**How to complete this task**
Write the data below out again, exactly as each line reads.

**Data supplied**

//! Markdown rendering for roadmaps
//!
//! Output is assembled line by line. Caller text goes in verbatim, so a `|` or
//! newline inside a title will break the surrounding table.

use roadmap_core::Capacity;
use tracing::debug;

use crate::model::{Epic, Phase, Roadmap};

impl Roadmap {
    /// Export as a Markdown document
    pub fn to_markdown(&self, capacity: Capacity) -> String {
        render(self, capacity)
    }
}

/// Render a complete roadmap document
pub fn render(roadmap: &Roadmap, capacity: Capacity) -> String {
    debug!(
        "Rendering markdown for {} ({} phases)",
        roadmap.project_name,
        roadmap.phases.len()
    );

    let mut md = format!("# Implementation Roadmap: {}\n\n", roadmap.project_name);
    md.push_str(&format!("**Created**: {}\n", roadmap.created_date));
    md.push_str(&format!("**Owner**: {}\n", roadmap.owner));
    md.push_str(&format!(
        "**Total Duration**: ~{:.1} weeks\n",
        roadmap.total_weeks(capacity)
    ));
    md.push_str(&format!(
        "**Total Story Points**: {}\n\n",
        roadmap.total_points()
    ));

    md.push_str("## Executive Summary\n\n");
    md.push_str(&roadmap.summary);
    md.push_str("\n\n---\n\n");

    for (i, phase) in roadmap.phases.iter().enumerate() {
        render_phase(&mut md, i + 1, phase, capacity);
        md.push_str("---\n\n");
    }

    if !roadmap.team.is_empty() {
        md.push_str("## Resource Requirements\n\n");
        md.push_str("| Role | Phase 1 | Phase 2 | Phase 3 |\n");
        md.push_str("|------|---------|---------|---------|\n");
        for alloc in &roadmap.team {
            md.push_str(&format!(
                "| {} | {} FTE | {} FTE | {} FTE |\n",
                alloc.role, alloc.phase1_fte, alloc.phase2_fte, alloc.phase3_fte
            ));
        }
        md.push_str("\n---\n\n");
    }

    if !roadmap.assumptions.is_empty() {
        md.push_str("## Assumptions\n\n");
        push_bullets(&mut md, &roadmap.assumptions);
        md.push_str("\n---\n\n");
    }

    if !roadmap.open_questions.is_empty() {
        md.push_str("## Open Questions\n\n");
        push_bullets(&mut md, &roadmap.open_questions);
        md.push('\n');
    }

    md
}

fn render_phase(md: &mut String, number: usize, phase: &Phase, capacity: Capacity) {
    md.push_str(&format!("## Phase {}: {}\n\n", number, phase.name));
    md.push_str(&phase.description);
    md.push_str("\n\n");
    md.push_str(&format!(
        "**Estimated Duration**: ~{:.1} weeks\n",
        phase.estimated_weeks(capacity)
    ));
    md.push_str(&format!("**Story Points**: {}\n\n", phase.total_points()));

    if !phase.goals.is_empty() {
        md.push_str("### Goals\n\n");
        push_bullets(md, &phase.goals);
        md.push('\n');
    }

    if !phase.epics.is_empty() {
        md.push_str("### Epics\n\n");
        for (j, epic) in phase.epics.iter().enumerate() {
            render_epic(md, number, j + 1, epic);
        }
    }

    if !phase.exit_criteria.is_empty() {
        md.push_str("### Exit Criteria\n\n");
        for criteria in &phase.exit_criteria {
            let status = if criteria.met { "x" } else { " " };
            md.push_str(&format!("- [{}] {}\n", status, criteria.criterion));
        }
        md.push('\n');
    }

    if !phase.risks.is_empty() {
        md.push_str("### Risks\n\n");
        md.push_str("| Risk | Probability | Impact | Score | Mitigation |\n");
        md.push_str("|------|-------------|--------|-------|------------|\n");
        for risk in phase.risks_by_score() {
            md.push_str(&format!(
                "| {} | {} | {} | {} | {} |\n",
                risk.title,
                risk.probability,
                risk.impact,
                risk.score(),
                risk.mitigation
            ));
        }
        md.push('\n');
    }
}

fn render_epic(md: &mut String, phase_number: usize, number: usize, epic: &Epic) {
    md.push_str(&format!(
        "#### Epic {}.{}: {}\n\n",
        phase_number, number, epic.title
    ));
    md.push_str(&epic.description);
    md.push_str("\n\n");
    md.push_str(&format!(
        "**Points**: {} | **Hours**: ~{}\n\n",
        epic.total_points(),
        epic.total_hours()
    ));

    if epic.stories.is_empty() {
        return;
    }

    md.push_str("| Story | Size | Points | Dependencies |\n");
    md.push_str("|-------|------|--------|--------------|\n");
    for story in &epic.stories {
        let deps = if story.dependencies.is_empty() {
            "None".to_string()
        } else {
            story.dependencies.join(", ")
        };
        md.push_str(&format!(
            "| {} | {} | {} | {} |\n",
            story.title,
            story.size,
            story.points(),
            deps
        ));
    }
    md.push('\n');
}

fn push_bullets(md: &mut String, items: &[String]) {
    for item in items {
        md.push_str(&format!("- {}\n", item));
    }
}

**Task result**
//! Markdown rendering for roadmaps
//!
//! Output is assembled line by line. Caller text goes in verbatim, so a `|` or
//! newline inside a title will break the surrounding table.

use roadmap_core::Capacity;
use tracing::debug;

use crate::model::{Epic, Phase, Roadmap};

impl Roadmap {
    /// Export as a Markdown document
    pub fn to_markdown(&self, capacity: Capacity) -> String {
        render(self, capacity)
    }
}

/// Render a complete roadmap document
pub fn render(roadmap: &Roadmap, capacity: Capacity) -> String {
    debug!(
        "Rendering markdown for {} ({} phases)",
        roadmap.project_name,
        roadmap.phases.len()
    );

    let mut md = format!("# Implementation Roadmap: {}\n\n", roadmap.project_name);
    md.push_str(&format!("**Created**: {}\n", roadmap.created_date));
    md.push_str(&format!("**Owner**: {}\n", roadmap.owner));
    md.push_str(&format!(
        "**Total Duration**: ~{:.1} weeks\n",
        roadmap.total_weeks(capacity)
    ));
    md.push_str(&format!(
        "**Total Story Points**: {}\n\n",
        roadmap.total_points()
    ));

    md.push_str("## Executive Summary\n\n");
    md.push_str(&roadmap.summary);
    md.push_str("\n\n---\n\n");

    for (i, phase) in roadmap.phases.iter().enumerate() {
        render_phase(&mut md, i + 1, phase, capacity);
        md.push_str("---\n\n");
    }

    if !roadmap.team.is_empty() {
        md.push_str("## Resource Requirements\n\n");
        md.push_str("| Role | Phase 1 | Phase 2 | Phase 3 |\n");
        md.push_str("|------|---------|---------|---------|\n");
        for alloc in &roadmap.team {
            md.push_str(&format!(
                "| {} | {} FTE | {} FTE | {} FTE |\n",
                alloc.role, alloc.phase1_fte, alloc.phase2_fte, alloc.phase3_fte
            ));
        }
        md.push_str("\n---\n\n");
    }

    if !roadmap.assumptions.is_empty() {
        md.push_str("## Assumptions\n\n");
        push_bullets(&mut md, &roadmap.assumptions);
        md.push_str("\n---\n\n");
    }

    if !roadmap.open_questions.is_empty() {
        md.push_str("## Open Questions\n\n");
        push_bullets(&mut md, &roadmap.open_questions);
        md.push('\n');
    }

    md
}

fn render_phase(md: &mut String, number: usize, phase: &Phase, capacity: Capacity) {
    md.push_str(&format!("## Phase {}: {}\n\n", number, phase.name));
    md.push_str(&phase.description);
    md.push_str("\n\n");
    md.push_str(&format!(
        "**Estimated Duration**: ~{:.1} weeks\n",
        phase.estimated_weeks(capacity)
    ));
    md.push_str(&format!("**Story Points**: {}\n\n", phase.total_points()));

    if !phase.goals.is_empty() {
        md.push_str("### Goals\n\n");
        push_bullets(md, &phase.goals);
        md.push('\n');
    }

    if !phase.epics.is_empty() {
        md.push_str("### Epics\n\n");
        for (j, epic) in phase.epics.iter().enumerate() {
            render_epic(md, number, j + 1, epic);
        }
    }

    if !phase.exit_criteria.is_empty() {
        md.push_str("### Exit Criteria\n\n");
        for criteria in &phase.exit_criteria {
            let status = if criteria.met { "x" } else { " " };
            md.push_str(&format!("- [{}] {}\n", status, criteria.criterion));
        }
        md.push('\n');
    }

    if !phase.risks.is_empty() {
        md.push_str("### Risks\n\n");
        md.push_str("| Risk | Probability | Impact | Score | Mitigation |\n");
        md.push_str("|------|-------------|--------|-------|------------|\n");
        for risk in phase.risks_by_score() {
            md.push_str(&format!(
                "| {} | {} | {} | {} | {} |\n",
                risk.title,
                risk.probability,
                risk.impact,
                risk.score(),
                risk.mitigation
            ));
        }
        md.push('\n');
    }
}

fn render_epic(md: &mut String, phase_number: usize, number: usize, epic: &Epic) {
    md.push_str(&format!(
        "#### Epic {}.{}: {}\n\n",
        phase_number, number, epic.title
    ));
    md.push_str(&epic.description);
    md.push_str("\n\n");
    md.push_str(&format!(
        "**Points**: {} | **Hours**: ~{}\n\n",
        epic.total_points(),
        epic.total_hours()
    ));

    if epic.stories.is_empty() {
        return;
    }

    md.push_str("| Story | Size | Points | Dependencies |\n");
    md.push_str("|-------|------|--------|--------------|\n");
    for story in &epic.stories {
        let deps = if story.dependencies.is_empty() {
            "None".to_string()
        } else {
            story.dependencies.join(", ")
        };
        md.push_str(&format!(
            "| {} | {} | {} | {} |\n",
            story.title,
            story.size,
            story.points(),
            deps
        ));
    }
    md.push('\n');
}

fn push_bullets(md: &mut String, items: &[String]) {
    for item in items {
        md.push_str(&format!("- {}\n", item));
    }
}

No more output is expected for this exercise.